Phenylacetylene and 1,1-diphenyl-2-propyn-1-ol displace the pyridyl and ethylene ligands of OsTp{κ1-C[NC5H3Me]}(η2-CH2═CH2)(PiPr3) (1) to afford the alkynyl-vinylidene derivatives OsTp(C≡CR)(═C═CHR)(PiPr3) (Tp = hydridotris(pyrazolyl)borate; R = Ph, (2), C(OH)Ph2 (3)). Stirring of toluene solutions of 3 in the presence of neutral aluminum oxide initially produces the dehydration of the vinylidene ligand to give the alkynyl-allenylidene OsTp{C≡CC(OH)Ph2}(═C═C═CPh2)(PiPr3) (4), which subsequently undergoes a Meyer-Schuster rearrangement to yield the acyl-allenylidene OsTp{C(O)CH═CPh2}(═C═C═CPh2)(PiPr3) (5). In toluene, at 60 °C, the B–H bond of the Tp ligand of 5 abstracts the allene from the osmium coordination sphere by means of a 1,1-hydroboration of the Os–Cα double bond. As a result, the acyl decarbonylation takes place to form Os(Ph2C═C═CHTp)(CH═CPh2)(CO)(PiPr3) (6). In acetonitrile at 60 °C, the allene tautomerizes into the alkyne to afford Os(Ph2HCC≡CTp)(CH═CPh2)(CO)(PiPr3) (7).
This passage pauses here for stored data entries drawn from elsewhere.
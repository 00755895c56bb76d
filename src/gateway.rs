//! One configuration domain: owns the schema tree, resolves its provider by
//! name, and drives the one-shot initialization protocol.

use crate::error::{GatewayError, SchemaBootstrapError};
use crate::provider::{ColumnSpec, Provider, ProviderRegistry};
use crate::schema::{io, SchemaFolder};
use serde_json::Value;
use std::path::{Path, PathBuf};
use std::sync::{Arc, Mutex, OnceLock};
use tokio::fs;

/// Init progress. The transition out of `Pending` happens synchronously,
/// before the first await, so overlapping `init` calls cannot both pass the
/// guard.
#[derive(Clone, Copy, Debug, PartialEq, Eq)]
enum InitStatus {
    Pending,
    Initializing,
    Ready,
}

/// Gateway for one configuration domain (e.g. `"guilds"`). Construction is
/// cheap and synchronous; all I/O happens in [`Gateway::init`], which must
/// complete before the read accessors are usable.
pub struct Gateway {
    domain: String,
    provider_name: String,
    registry: Arc<ProviderRegistry>,
    base_dir: PathBuf,
    definition_path: PathBuf,
    status: Mutex<InitStatus>,
    schema: OnceLock<SchemaFolder>,
}

impl Gateway {
    /// `provider_name` falls back to the registry's default name when absent.
    /// The domain doubles as the backing table/collection name.
    pub fn new(
        domain: impl Into<String>,
        provider_name: Option<&str>,
        registry: Arc<ProviderRegistry>,
        base_dir: impl Into<PathBuf>,
    ) -> Self {
        let domain = domain.into();
        let provider_name = provider_name
            .map(str::to_string)
            .unwrap_or_else(|| registry.default_name());
        let base_dir = base_dir.into();
        let definition_path = base_dir.join(format!("{}_Schema.json", domain));
        Gateway {
            domain,
            provider_name,
            registry,
            base_dir,
            definition_path,
            status: Mutex::new(InitStatus::Pending),
            schema: OnceLock::new(),
        }
    }

    pub fn domain(&self) -> &str {
        &self.domain
    }

    pub fn provider_name(&self) -> &str {
        &self.provider_name
    }

    pub fn definition_path(&self) -> &Path {
        &self.definition_path
    }

    pub fn ready(&self) -> bool {
        *self.status.lock().expect("gateway status lock poisoned") == InitStatus::Ready
    }

    /// Resolve the provider against the registry. Looked up on every call so
    /// registration after construction is observed; `None` when the name is
    /// unregistered (the decision how to handle that is the caller's).
    pub fn provider(&self) -> Option<Arc<dyn Provider>> {
        self.registry.get(&self.provider_name)
    }

    /// The schema tree, once `init` has completed.
    pub fn schema(&self) -> Option<&SchemaFolder> {
        self.schema.get()
    }

    /// One-shot initialization: schema bootstrap (definition file + tree),
    /// then storage bootstrap (table existence + creation). Calling this on a
    /// gateway that is initializing or ready fails with
    /// [`GatewayError::AlreadyInitialized`] without re-running either effect.
    ///
    /// On failure nothing is committed as ready and the status reverts, so
    /// the whole call may be retried; every effect is safe to re-run.
    pub async fn init(&self, default_schema: &Value) -> Result<(), GatewayError> {
        {
            let mut status = self.status.lock().expect("gateway status lock poisoned");
            if *status != InitStatus::Pending {
                return Err(GatewayError::AlreadyInitialized {
                    domain: self.domain.clone(),
                });
            }
            *status = InitStatus::Initializing;
        }

        match self.bootstrap(default_schema).await {
            Ok(schema) => {
                let _ = self.schema.set(schema);
                *self.status.lock().expect("gateway status lock poisoned") = InitStatus::Ready;
                tracing::info!(domain = %self.domain, "gateway ready");
                Ok(())
            }
            Err(err) => {
                *self.status.lock().expect("gateway status lock poisoned") = InitStatus::Pending;
                Err(err)
            }
        }
    }

    async fn bootstrap(&self, default_schema: &Value) -> Result<SchemaFolder, GatewayError> {
        fs::create_dir_all(&self.base_dir)
            .await
            .map_err(|e| self.schema_phase(e))?;
        let effective = io::load_or_create(&self.definition_path, default_schema)
            .await
            .map_err(|e| self.schema_phase(e))?;
        let schema =
            SchemaFolder::from_definition(&effective).map_err(|e| self.schema_phase(e))?;

        let provider = self
            .provider()
            .ok_or_else(|| GatewayError::UnknownProvider {
                name: self.provider_name.clone(),
            })?;
        let storage_phase = |source| GatewayError::StorageBootstrap {
            domain: self.domain.clone(),
            source,
        };
        if !provider
            .has_table(&self.domain)
            .await
            .map_err(storage_phase)?
        {
            let mut columns = vec![ColumnSpec::identity()];
            columns.extend(schema.columns());
            tracing::info!(
                domain = %self.domain,
                provider = provider.name(),
                columns = columns.len(),
                "creating backing table"
            );
            provider
                .create_table(&self.domain, &columns)
                .await
                .map_err(storage_phase)?;
        }
        Ok(schema)
    }

    /// The schema tree's recursive default values plus the synthetic
    /// `"default": true` marker that tells fallback values apart from a
    /// persisted row that happens to equal them.
    ///
    /// Precondition: `init` has completed.
    pub fn defaults(&self) -> Result<Value, GatewayError> {
        let schema = self.schema.get().ok_or_else(|| self.not_initialized())?;
        let mut defaults = schema.defaults();
        if let Some(object) = defaults.as_object_mut() {
            object.insert("default".to_string(), Value::Bool(true));
        }
        Ok(defaults)
    }

    /// Identity column first, then one `(name, type)` pair per piece in
    /// declaration order, rendered through the resolved provider's dialect.
    ///
    /// Precondition: `init` has completed.
    pub fn sql_schema(&self) -> Result<Vec<(String, String)>, GatewayError> {
        let schema = self.schema.get().ok_or_else(|| self.not_initialized())?;
        let provider = self
            .provider()
            .ok_or_else(|| GatewayError::UnknownProvider {
                name: self.provider_name.clone(),
            })?;
        let identity = ColumnSpec::identity();
        let mut out = vec![(identity.name.clone(), provider.column_type(&identity))];
        for column in schema.columns() {
            let type_string = provider.column_type(&column);
            out.push((column.name, type_string));
        }
        Ok(out)
    }

    fn schema_phase(&self, source: impl Into<SchemaBootstrapError>) -> GatewayError {
        GatewayError::SchemaBootstrap {
            domain: self.domain.clone(),
            source: source.into(),
        }
    }

    fn not_initialized(&self) -> GatewayError {
        GatewayError::NotInitialized {
            domain: self.domain.clone(),
        }
    }
}
//! Reference document provider over sled. Each table maps to a sled tree;
//! the tree key is the identity field, so uniqueness comes for free.

use crate::error::ProviderError;
use crate::provider::{ColumnSpec, Provider, ProviderKind, IDENTITY_COLUMN};
use async_trait::async_trait;
use serde_json::Value;
use std::path::Path;

pub struct DocumentProvider {
    db: sled::Db,
}

impl DocumentProvider {
    pub fn open(path: impl AsRef<Path>) -> Result<Self, ProviderError> {
        Ok(DocumentProvider {
            db: sled::open(path)?,
        })
    }

    fn tree(&self, table: &str) -> Result<sled::Tree, ProviderError> {
        Ok(self.db.open_tree(table)?)
    }

    /// Stored form of a row: the caller's object with the identity field set.
    fn document(table: &str, id: &str, data: &Value) -> Result<Vec<u8>, ProviderError> {
        let object = data.as_object().ok_or_else(|| ProviderError::NotAnObject {
            table: table.to_string(),
        })?;
        let mut stored = serde_json::Map::new();
        stored.insert(IDENTITY_COLUMN.to_string(), Value::String(id.to_string()));
        for (name, value) in object {
            if name != IDENTITY_COLUMN {
                stored.insert(name.clone(), value.clone());
            }
        }
        Ok(serde_json::to_vec(&Value::Object(stored))?)
    }
}

/// Recursively merge `patch` into `base`. Non-object values replace.
fn merge(base: &mut Value, patch: &Value) {
    match (base, patch) {
        (Value::Object(base), Value::Object(patch)) => {
            for (name, value) in patch {
                match base.get_mut(name) {
                    Some(existing) => merge(existing, value),
                    None => {
                        base.insert(name.clone(), value.clone());
                    }
                }
            }
        }
        (base, patch) => *base = patch.clone(),
    }
}

#[async_trait]
impl Provider for DocumentProvider {
    fn name(&self) -> &str {
        "document"
    }

    fn kind(&self) -> ProviderKind {
        ProviderKind::Document
    }

    async fn has_table(&self, table: &str) -> Result<bool, ProviderError> {
        Ok(self
            .db
            .tree_names()
            .iter()
            .any(|name| name.as_ref() == table.as_bytes()))
    }

    async fn create_table(&self, table: &str, _columns: &[ColumnSpec]) -> Result<(), ProviderError> {
        // Documents are schemaless; opening the tree is the whole bootstrap.
        self.db.open_tree(table)?;
        self.db.flush()?;
        Ok(())
    }

    fn column_type(&self, column: &ColumnSpec) -> String {
        if column.array {
            format!("{}[]", column.kind.as_str())
        } else {
            column.kind.as_str().to_string()
        }
    }

    async fn get(&self, table: &str, id: &str) -> Result<Option<Value>, ProviderError> {
        match self.tree(table)?.get(id.as_bytes())? {
            Some(bytes) => Ok(Some(serde_json::from_slice(&bytes)?)),
            None => Ok(None),
        }
    }

    async fn get_all(&self, table: &str) -> Result<Vec<Value>, ProviderError> {
        let mut rows = Vec::new();
        for entry in self.tree(table)?.iter() {
            let (_, bytes) = entry?;
            rows.push(serde_json::from_slice(&bytes)?);
        }
        Ok(rows)
    }

    async fn has(&self, table: &str, id: &str) -> Result<bool, ProviderError> {
        Ok(self.tree(table)?.contains_key(id.as_bytes())?)
    }

    async fn create(&self, table: &str, id: &str, data: &Value) -> Result<(), ProviderError> {
        let tree = self.tree(table)?;
        tree.insert(id.as_bytes(), Self::document(table, id, data)?)?;
        tree.flush()?;
        Ok(())
    }

    async fn update(&self, table: &str, id: &str, data: &Value) -> Result<(), ProviderError> {
        let tree = self.tree(table)?;
        let bytes = tree
            .get(id.as_bytes())?
            .ok_or_else(|| ProviderError::RowNotFound {
                table: table.to_string(),
                id: id.to_string(),
            })?;
        let mut row: Value = serde_json::from_slice(&bytes)?;
        merge(&mut row, data);
        tree.insert(id.as_bytes(), Self::document(table, id, &row)?)?;
        tree.flush()?;
        Ok(())
    }

    async fn replace(&self, table: &str, id: &str, data: &Value) -> Result<(), ProviderError> {
        self.create(table, id, data).await
    }

    async fn delete(&self, table: &str, id: &str) -> Result<(), ProviderError> {
        let tree = self.tree(table)?;
        tree.remove(id.as_bytes())?;
        tree.flush()?;
        Ok(())
    }
}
The abstraction modifies the reactivity of the system toward HBF4. Thus, while the protonation of 5 leads to the alkylidyne [OsTp{C(O)CH═CPh2}(≡CCH═CPh2)(PiPr3)]BF4 (8), the protonation of 6 and 7 gives the alkylidenes [Os(Ph2C═C═CHTp)(═CHCHPh2)(CO)(PiPr3)]BF4 (9) and [Os(Ph2HCC≡CTp)(═CHCHPh2)(CO)(PiPr3)]BF4 (10). Both 9 and 10 are unstable in solution. In dichloromethane, at room temperature, they evolve into the corresponding olefin derivatives [Os(Ph2C═C═CHTp)(η2-CH2═CPh2)(CO)(PiPr3)]BF4 (11) and [Os(Ph2HCC≡CTp)(η2-CH2═CPh2)(CO)(PiPr3)]BF4 (12) by means of a Cβ,Cα-hydrogen shift on the alkylidene ligand.